It was sundown when they reached the Little Wabash. Rain came alongside.

“Pull up. McCourtney will drive across. I’ll test the route first.”

Amy pulled the team to a halt and wound the reins about the brake handle. She turned and climbed down over the wheel, glad to have her feet on solid ground. Gavin dismounted and tied his horse to the back of the wagon.

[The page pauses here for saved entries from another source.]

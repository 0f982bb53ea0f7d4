use std::env;
use std::path::PathBuf;
use std::time::Duration;

use crate::error::AppError;

#[derive(Debug, Clone)]
pub struct Config {
    pub http_port: u16,
    pub log_level: String,
    /// `compact` (default) or `json`.
    pub log_format: String,
    /// Directory holding one JSON file per collection. In-memory storage when unset.
    pub data_dir: Option<PathBuf>,
    pub store_queue_size: usize,
    pub poll_interval: Duration,
    pub sos_search_limit: usize,
}

impl Config {
    pub fn from_env() -> Result<Self, AppError> {
        let _ = dotenvy::dotenv();

        let poll_interval_ms: u64 = parse_or_default("POLL_INTERVAL_MS", 2_000)?;
        if poll_interval_ms == 0 {
            return Err(AppError::Internal(
                "invalid POLL_INTERVAL_MS: must be > 0".to_string(),
            ));
        }

        let store_queue_size: usize = parse_or_default("STORE_QUEUE_SIZE", 1024)?;
        if store_queue_size == 0 {
            return Err(AppError::Internal(
                "invalid STORE_QUEUE_SIZE: must be > 0".to_string(),
            ));
        }

        Ok(Self {
            http_port: parse_or_default("HTTP_PORT", 3000)?,
            log_level: env::var("LOG_LEVEL").unwrap_or_else(|_| "info".to_string()),
            log_format: env::var("LOG_FORMAT").unwrap_or_else(|_| "compact".to_string()),
            data_dir: env::var("DATA_DIR")
                .ok()
                .filter(|raw| !raw.trim().is_empty())
                .map(PathBuf::from),
            store_queue_size,
            poll_interval: Duration::from_millis(poll_interval_ms),
            sos_search_limit: parse_or_default("SOS_SEARCH_LIMIT", 5)?,
        })
    }
}

fn parse_or_default<T>(key: &str, default: T) -> Result<T, AppError>
where
    T: std::str::FromStr,
    T::Err: std::fmt::Display,
{
    match env::var(key) {
        Ok(raw) => raw
            .parse::<T>()
            .map_err(|err| AppError::Internal(format!("invalid {key}: {err}"))),
        Err(_) => Ok(default),
    }
}
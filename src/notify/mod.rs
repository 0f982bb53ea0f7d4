use std::sync::Arc;

use async_trait::async_trait;
use serde::Serialize;
use tokio::task::JoinHandle;
use tracing::{info, warn};

use crate::models::user::EmergencyContact;
use crate::observability::metrics::Metrics;

#[derive(Debug, Clone, Serialize, PartialEq)]
pub struct EmergencyAlert {
    pub patient_name: String,
    pub hospital_name: String,
    pub hospital_address: String,
}

impl EmergencyAlert {
    pub fn message(&self) -> String {
        format!(
            "EMERGENCY ALERT: {} has been taken to {} located at {}. Please contact them immediately.",
            self.patient_name, self.hospital_name, self.hospital_address
        )
    }
}

#[async_trait]
pub trait Notifier: Send + Sync {
    async fn notify(&self, contacts: &[EmergencyContact], alert: &EmergencyAlert) -> anyhow::Result<()>;
}

/// Channel for deployments without an SMS gateway: the alert is only logged.
pub struct LogNotifier;

#[async_trait]
impl Notifier for LogNotifier {
    async fn notify(&self, contacts: &[EmergencyContact], alert: &EmergencyAlert) -> anyhow::Result<()> {
        let recipients: Vec<&str> = contacts.iter().map(|c| c.phone.as_str()).collect();
        info!(
            recipients = %recipients.join(", "),
            message = %alert.message(),
            "sms delivery unsupported here; alert logged"
        );
        Ok(())
    }
}

/// Fire-and-forget delivery. Failures are logged and counted, never returned.
/// Returns `None` when there is nobody to notify.
pub fn dispatch_alert(
    notifier: Arc<dyn Notifier>,
    contacts: Vec<EmergencyContact>,
    alert: EmergencyAlert,
    metrics: Metrics,
) -> Option<JoinHandle<()>> {
    if contacts.is_empty() {
        info!(patient = %alert.patient_name, "no emergency contacts to notify");
        metrics
            .notifications_total
            .with_label_values(&["skipped"])
            .inc();
        return None;
    }

    Some(tokio::spawn(async move {
        let outcome = match notifier.notify(&contacts, &alert).await {
            Ok(()) => {
                info!(recipients = contacts.len(), "emergency contacts notified");
                "sent"
            }
            Err(err) => {
                warn!(error = %err, "failed to notify emergency contacts");
                "failed"
            }
        };
        metrics
            .notifications_total
            .with_label_values(&[outcome])
            .inc();
    }))
}

#[cfg(test)]
mod tests {
    use std::sync::{Arc, Mutex};

    use async_trait::async_trait;
    use uuid::Uuid;

    use super::{dispatch_alert, EmergencyAlert, Notifier};
    use crate::models::user::EmergencyContact;
    use crate::observability::metrics::Metrics;

    struct Recording {
        sent: Arc<Mutex<Vec<(Vec<String>, String)>>>,
        fail: bool,
    }

    #[async_trait]
    impl Notifier for Recording {
        async fn notify(
            &self,
            contacts: &[EmergencyContact],
            alert: &EmergencyAlert,
        ) -> anyhow::Result<()> {
            if self.fail {
                anyhow::bail!("gateway unreachable");
            }
            self.sent.lock().unwrap().push((
                contacts.iter().map(|c| c.phone.clone()).collect(),
                alert.message(),
            ));
            Ok(())
        }
    }

    fn alert() -> EmergencyAlert {
        EmergencyAlert {
            patient_name: "Avery".to_string(),
            hospital_name: "General Hospital".to_string(),
            hospital_address: "1 Main St".to_string(),
        }
    }

    fn contact(phone: &str) -> EmergencyContact {
        EmergencyContact {
            id: Uuid::new_v4(),
            name: "Kin".to_string(),
            phone: phone.to_string(),
            relation: "sibling".to_string(),
        }
    }

    #[test]
    fn message_names_patient_and_hospital() {
        assert_eq!(
            alert().message(),
            "EMERGENCY ALERT: Avery has been taken to General Hospital located at 1 Main St. Please contact them immediately."
        );
    }

    #[tokio::test]
    async fn no_contacts_is_a_no_op() {
        let sent = Arc::new(Mutex::new(Vec::new()));
        let notifier = Arc::new(Recording {
            sent: sent.clone(),
            fail: false,
        });

        assert!(dispatch_alert(notifier, vec![], alert(), Metrics::new()).is_none());
        assert!(sent.lock().unwrap().is_empty());
    }

    #[tokio::test]
    async fn delivers_to_every_contact() {
        let sent = Arc::new(Mutex::new(Vec::new()));
        let notifier = Arc::new(Recording {
            sent: sent.clone(),
            fail: false,
        });

        dispatch_alert(
            notifier,
            vec![contact("+1-555-0001"), contact("+1-555-0002")],
            alert(),
            Metrics::new(),
        )
        .unwrap()
        .await
        .unwrap();

        let sent = sent.lock().unwrap();
        assert_eq!(sent.len(), 1);
        assert_eq!(sent[0].0, vec!["+1-555-0001", "+1-555-0002"]);
    }

    #[tokio::test]
    async fn delivery_failure_is_swallowed() {
        let metrics = Metrics::new();
        let notifier = Arc::new(Recording {
            sent: Arc::new(Mutex::new(Vec::new())),
            fail: true,
        });

        let handle = dispatch_alert(notifier, vec![contact("+1-555-0003")], alert(), metrics.clone());
        assert!(handle.unwrap().await.is_ok());
        assert_eq!(
            metrics
                .notifications_total
                .with_label_values(&["failed"])
                .get(),
            1
        );
    }
}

Amy watched as Rain’s horse made its way carefully into the moving water. By the time he reached the middle of the stream the water was belly-high on the horse, then it began to recede. Before he reached the other side, Rain turned, moved downstream a few feet and came back.

Amy had put the bridle on her horse and was mounted. “I can lead Gavin’s horse.”

Rain nodded, then pointed his finger. “See that topped cedar? Head straight for that. The river bed seems solid, but it’s slippery. Be careful. If you get into trouble, let Gavin’s horse go. We can pick him up later. Come on, Gavin. The water will be higher on the mules, but I’ll ride in front of them and they’ll not be so likely to panic.”

The crossing was slow but uneventful. Amy waited for Rain and the wagon, and when it rolled up the bank and on to the level trail he moved up beside her.

“It’s good we got here when we did. It may be too high to cross by morning.”

“How do you know that?” Amy asked.

“It rained up north. Didn’t you notice the cloud bank or the green leaves floating downstream? That cloud bank is moving around to the west. It’s likely to rain before morning. We’ll camp up there on that high rise.”

The light was fading when they finally stopped. Gavin jumped down to unhitch the mules.

Amy glanced up to see that Eleanor had stood and was trying to back down over the wheel as she had done, but her voluminous skirts had preceded her and she had stepped on them. She hung there, searching blindly with her other foot for something to step on. She began to lose her grip on the wagon bow and let out a small cry. Gavin sprang to her and caught her as she fell backward.

“There ye be,” he said and set her on her feet. “Ye ain’t properly dressed out to be climbin’, though ye went about it the right way.”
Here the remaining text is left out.